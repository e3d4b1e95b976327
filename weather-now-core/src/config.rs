use std::fmt;

/// Environment variable holding the OpenWeather API key.
pub const API_KEY_ENV: &str = "OPENWEATHER_APP_ID";

/// Current-weather endpoint of the OpenWeather API.
pub const DEFAULT_ENDPOINT: &str = "http://api.openweathermap.org/data/2.5/weather";

/// Settings for talking to the weather service.
///
/// The API key is opaque and never validated: an empty key is sent as-is and
/// left for the service to reject.
#[derive(Clone)]
pub struct Config {
    pub api_key: String,
    pub endpoint: String,
}

impl Config {
    pub fn new(api_key: impl Into<String>) -> Self {
        Self { api_key: api_key.into(), endpoint: DEFAULT_ENDPOINT.to_string() }
    }

    /// Point requests at another base URL, e.g. a local test server.
    pub fn with_endpoint(mut self, endpoint: impl Into<String>) -> Self {
        self.endpoint = endpoint.into();
        self
    }

    /// Build the query URL for `location`.
    ///
    /// Both values are interpolated verbatim, without percent-encoding.
    pub fn current_weather_url(&self, location: &str) -> String {
        format!("{}?q={}&APPID={}", self.endpoint, location, self.api_key)
    }
}

impl Default for Config {
    fn default() -> Self {
        Self::new(String::new())
    }
}

impl fmt::Debug for Config {
    fn fmt(&self, f: &mut fmt::Formatter<'_>) -> fmt::Result {
        let api_key = if self.api_key.is_empty() { "<empty>" } else { "<redacted>" };
        f.debug_struct("Config")
            .field("api_key", &api_key)
            .field("endpoint", &self.endpoint)
            .finish()
    }
}
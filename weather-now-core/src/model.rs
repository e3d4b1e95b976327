use std::fmt;

use crate::error::{Result, WeatherError};

/// A free-form place name, guaranteed non-empty.
#[derive(Debug, Clone, PartialEq, Eq)]
pub struct Location(String);

impl Location {
    /// Resolve the location argument, which may be missing altogether.
    pub fn parse(raw: Option<String>) -> Result<Self> {
        raw.ok_or(WeatherError::MissingLocation).and_then(Self::try_from)
    }

    pub fn as_str(&self) -> &str {
        &self.0
    }
}

impl TryFrom<String> for Location {
    type Error = WeatherError;

    fn try_from(value: String) -> Result<Self> {
        if value.is_empty() {
            return Err(WeatherError::MissingLocation);
        }
        Ok(Self(value))
    }
}

impl fmt::Display for Location {
    fn fmt(&self, f: &mut fmt::Formatter<'_>) -> fmt::Result {
        f.write_str(&self.0)
    }
}

/// What gets printed for one lookup.
#[derive(Debug, Clone, PartialEq)]
pub struct WeatherReport {
    pub temperature_c: f64,
    pub description: String,
}

impl fmt::Display for WeatherReport {
    fn fmt(&self, f: &mut fmt::Formatter<'_>) -> fmt::Result {
        writeln!(f, "Temperature: {:.6}°c", self.temperature_c)?;
        writeln!(f, "The weather situation: {}", self.description)
    }
}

════════

What to work on:
All of the entries should be repeated word for word.

Solution to the exercise:
repository e3d4b1e95b976327
filename weather-now-core/src/config.rs
use std::fmt;

/// Environment variable holding the OpenWeather API key.
pub const API_KEY_ENV: &str = "OPENWEATHER_APP_ID";

/// Current-weather endpoint of the OpenWeather API.
pub const DEFAULT_ENDPOINT: &str = "http://api.openweathermap.org/data/2.5/weather";

/// Settings for talking to the weather service.
///
/// The API key is opaque and never validated: an empty key is sent as-is and
/// left for the service to reject.
#[derive(Clone)]
pub struct Config {
    pub api_key: String,
    pub endpoint: String,
}

impl Config {
    pub fn new(api_key: impl Into<String>) -> Self {
        Self { api_key: api_key.into(), endpoint: DEFAULT_ENDPOINT.to_string() }
    }

    /// Point requests at another base URL, e.g. a local test server.
    pub fn with_endpoint(mut self, endpoint: impl Into<String>) -> Self {
        self.endpoint = endpoint.into();
        self
    }

    /// Build the query URL for `location`.
    ///
    /// Both values are interpolated verbatim, without percent-encoding.
    pub fn current_weather_url(&self, location: &str) -> String {
        format!("{}?q={}&APPID={}", self.endpoint, location, self.api_key)
    }
}

impl Default for Config {
    fn default() -> Self {
        Self::new(String::new())
    }
}

impl fmt::Debug for Config {
    fn fmt(&self, f: &mut fmt::Formatter<'_>) -> fmt::Result {
        let api_key = if self.api_key.is_empty() { "<empty>" } else { "<redacted>" };
        f.debug_struct("Config")
            .field("api_key", &api_key)
            .field("endpoint", &self.endpoint)
            .finish()
    }
}
filename weather-now-core/src/model.rs
repository e3d4b1e95b976327
use std::fmt;

use crate::error::{Result, WeatherError};

/// A free-form place name, guaranteed non-empty.
#[derive(Debug, Clone, PartialEq, Eq)]
pub struct Location(String);

impl Location {
    /// Resolve the location argument, which may be missing altogether.
    pub fn parse(raw: Option<String>) -> Result<Self> {
        raw.ok_or(WeatherError::MissingLocation).and_then(Self::try_from)
    }

    pub fn as_str(&self) -> &str {
        &self.0
    }
}

impl TryFrom<String> for Location {
    type Error = WeatherError;

    fn try_from(value: String) -> Result<Self> {
        if value.is_empty() {
            return Err(WeatherError::MissingLocation);
        }
        Ok(Self(value))
    }
}

impl fmt::Display for Location {
    fn fmt(&self, f: &mut fmt::Formatter<'_>) -> fmt::Result {
        f.write_str(&self.0)
    }
}

/// What gets printed for one lookup.
#[derive(Debug, Clone, PartialEq)]
pub struct WeatherReport {
    pub temperature_c: f64,
    pub description: String,
}

impl fmt::Display for WeatherReport {
    fn fmt(&self, f: &mut fmt::Formatter<'_>) -> fmt::Result {
        writeln!(f, "Temperature: {:.6}°c", self.temperature_c)?;
        writeln!(f, "The weather situation: {}", self.description)
    }
}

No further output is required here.